▶ _Prompt_
Going down the data below, set down exactly the line with "patterns that were" and each line after it through the line with "pub fn record_file_issue(&mut"; no other lines.

▶ _Data under study_
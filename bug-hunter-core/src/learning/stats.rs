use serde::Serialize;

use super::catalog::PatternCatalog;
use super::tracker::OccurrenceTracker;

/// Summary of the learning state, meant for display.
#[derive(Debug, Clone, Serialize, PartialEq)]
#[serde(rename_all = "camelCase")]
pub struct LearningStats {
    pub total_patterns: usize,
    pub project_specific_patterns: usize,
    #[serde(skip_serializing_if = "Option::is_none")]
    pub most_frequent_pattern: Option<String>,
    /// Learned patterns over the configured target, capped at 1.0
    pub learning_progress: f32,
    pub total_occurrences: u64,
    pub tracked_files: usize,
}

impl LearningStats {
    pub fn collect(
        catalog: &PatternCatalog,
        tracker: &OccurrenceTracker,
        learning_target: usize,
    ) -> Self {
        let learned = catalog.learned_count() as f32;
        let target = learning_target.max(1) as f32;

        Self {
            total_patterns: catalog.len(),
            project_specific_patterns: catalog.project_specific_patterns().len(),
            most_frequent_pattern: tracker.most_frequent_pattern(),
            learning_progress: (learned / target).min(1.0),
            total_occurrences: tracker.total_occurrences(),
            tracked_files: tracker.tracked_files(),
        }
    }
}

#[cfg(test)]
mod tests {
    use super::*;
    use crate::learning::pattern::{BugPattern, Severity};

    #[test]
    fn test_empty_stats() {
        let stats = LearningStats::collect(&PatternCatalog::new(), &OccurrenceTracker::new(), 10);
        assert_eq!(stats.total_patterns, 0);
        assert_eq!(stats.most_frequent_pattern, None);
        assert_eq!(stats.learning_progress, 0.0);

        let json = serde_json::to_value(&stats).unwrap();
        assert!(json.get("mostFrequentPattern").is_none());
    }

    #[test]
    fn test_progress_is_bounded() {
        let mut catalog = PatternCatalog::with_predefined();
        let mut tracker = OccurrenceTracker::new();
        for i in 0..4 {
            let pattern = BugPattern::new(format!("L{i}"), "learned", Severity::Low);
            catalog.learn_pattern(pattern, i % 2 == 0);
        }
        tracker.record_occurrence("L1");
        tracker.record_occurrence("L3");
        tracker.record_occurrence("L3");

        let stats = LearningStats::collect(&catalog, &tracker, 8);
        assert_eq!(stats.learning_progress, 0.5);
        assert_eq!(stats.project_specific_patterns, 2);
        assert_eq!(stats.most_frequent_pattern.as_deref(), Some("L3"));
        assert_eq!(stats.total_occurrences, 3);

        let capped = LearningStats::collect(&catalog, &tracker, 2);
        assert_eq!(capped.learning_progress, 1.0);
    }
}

--

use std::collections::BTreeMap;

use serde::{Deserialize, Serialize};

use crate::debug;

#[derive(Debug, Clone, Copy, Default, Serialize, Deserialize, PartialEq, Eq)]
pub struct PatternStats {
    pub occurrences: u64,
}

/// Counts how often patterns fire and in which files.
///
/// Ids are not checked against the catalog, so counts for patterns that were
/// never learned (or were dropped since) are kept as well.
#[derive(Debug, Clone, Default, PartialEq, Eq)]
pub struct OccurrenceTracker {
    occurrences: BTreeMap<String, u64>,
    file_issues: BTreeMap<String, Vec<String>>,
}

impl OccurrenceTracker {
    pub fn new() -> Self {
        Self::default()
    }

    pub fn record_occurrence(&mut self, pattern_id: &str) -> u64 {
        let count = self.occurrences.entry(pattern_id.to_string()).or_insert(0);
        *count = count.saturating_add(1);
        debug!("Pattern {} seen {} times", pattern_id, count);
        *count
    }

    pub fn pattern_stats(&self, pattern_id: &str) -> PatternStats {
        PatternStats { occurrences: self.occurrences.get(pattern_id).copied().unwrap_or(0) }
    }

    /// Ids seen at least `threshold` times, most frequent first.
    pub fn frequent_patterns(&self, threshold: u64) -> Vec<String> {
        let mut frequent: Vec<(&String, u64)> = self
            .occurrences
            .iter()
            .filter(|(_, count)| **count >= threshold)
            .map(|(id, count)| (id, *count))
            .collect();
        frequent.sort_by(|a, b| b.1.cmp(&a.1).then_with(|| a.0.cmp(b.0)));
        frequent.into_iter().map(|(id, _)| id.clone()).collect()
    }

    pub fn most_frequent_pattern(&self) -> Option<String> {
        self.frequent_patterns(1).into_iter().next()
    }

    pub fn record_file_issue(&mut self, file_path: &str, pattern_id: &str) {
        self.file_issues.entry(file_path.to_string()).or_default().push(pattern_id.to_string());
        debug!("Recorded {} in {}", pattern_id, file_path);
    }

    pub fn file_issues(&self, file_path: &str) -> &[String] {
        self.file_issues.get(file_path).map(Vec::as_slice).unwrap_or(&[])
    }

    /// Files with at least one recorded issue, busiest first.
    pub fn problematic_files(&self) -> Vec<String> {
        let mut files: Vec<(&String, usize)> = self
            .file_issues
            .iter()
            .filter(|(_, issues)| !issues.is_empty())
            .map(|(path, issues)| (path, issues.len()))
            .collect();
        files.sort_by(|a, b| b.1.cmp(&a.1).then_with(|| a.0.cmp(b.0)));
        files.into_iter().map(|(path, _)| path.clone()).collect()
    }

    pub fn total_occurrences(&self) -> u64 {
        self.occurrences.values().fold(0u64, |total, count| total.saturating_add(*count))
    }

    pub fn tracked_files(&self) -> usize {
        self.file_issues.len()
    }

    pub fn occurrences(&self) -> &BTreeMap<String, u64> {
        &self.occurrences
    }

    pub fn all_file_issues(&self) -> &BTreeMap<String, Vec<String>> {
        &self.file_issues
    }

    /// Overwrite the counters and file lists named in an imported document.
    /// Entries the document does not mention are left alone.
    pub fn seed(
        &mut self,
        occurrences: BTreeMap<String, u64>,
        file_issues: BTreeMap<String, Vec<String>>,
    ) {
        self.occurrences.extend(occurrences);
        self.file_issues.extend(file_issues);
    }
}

▶ _Task result_
/// Ids are not checked against the catalog, so counts for patterns that were
/// never learned (or were dropped since) are kept as well.
#[derive(Debug, Clone, Default, PartialEq, Eq)]
pub struct OccurrenceTracker {
    occurrences: BTreeMap<String, u64>,
    file_issues: BTreeMap<String, Vec<String>>,
}

impl OccurrenceTracker {
    pub fn new() -> Self {
        Self::default()
    }

    pub fn record_occurrence(&mut self, pattern_id: &str) -> u64 {
        let count = self.occurrences.entry(pattern_id.to_string()).or_insert(0);
        *count = count.saturating_add(1);
        debug!("Pattern {} seen {} times", pattern_id, count);
        *count
    }

    pub fn pattern_stats(&self, pattern_id: &str) -> PatternStats {
        PatternStats { occurrences: self.occurrences.get(pattern_id).copied().unwrap_or(0) }
    }

    /// Ids seen at least `threshold` times, most frequent first.
    pub fn frequent_patterns(&self, threshold: u64) -> Vec<String> {
        let mut frequent: Vec<(&String, u64)> = self
            .occurrences
            .iter()
            .filter(|(_, count)| **count >= threshold)
            .map(|(id, count)| (id, *count))
            .collect();
        frequent.sort_by(|a, b| b.1.cmp(&a.1).then_with(|| a.0.cmp(b.0)));
        frequent.into_iter().map(|(id, _)| id.clone()).collect()
    }

    pub fn most_frequent_pattern(&self) -> Option<String> {
        self.frequent_patterns(1).into_iter().next()
    }

    pub fn record_file_issue(&mut self, file_path: &str, pattern_id: &str) {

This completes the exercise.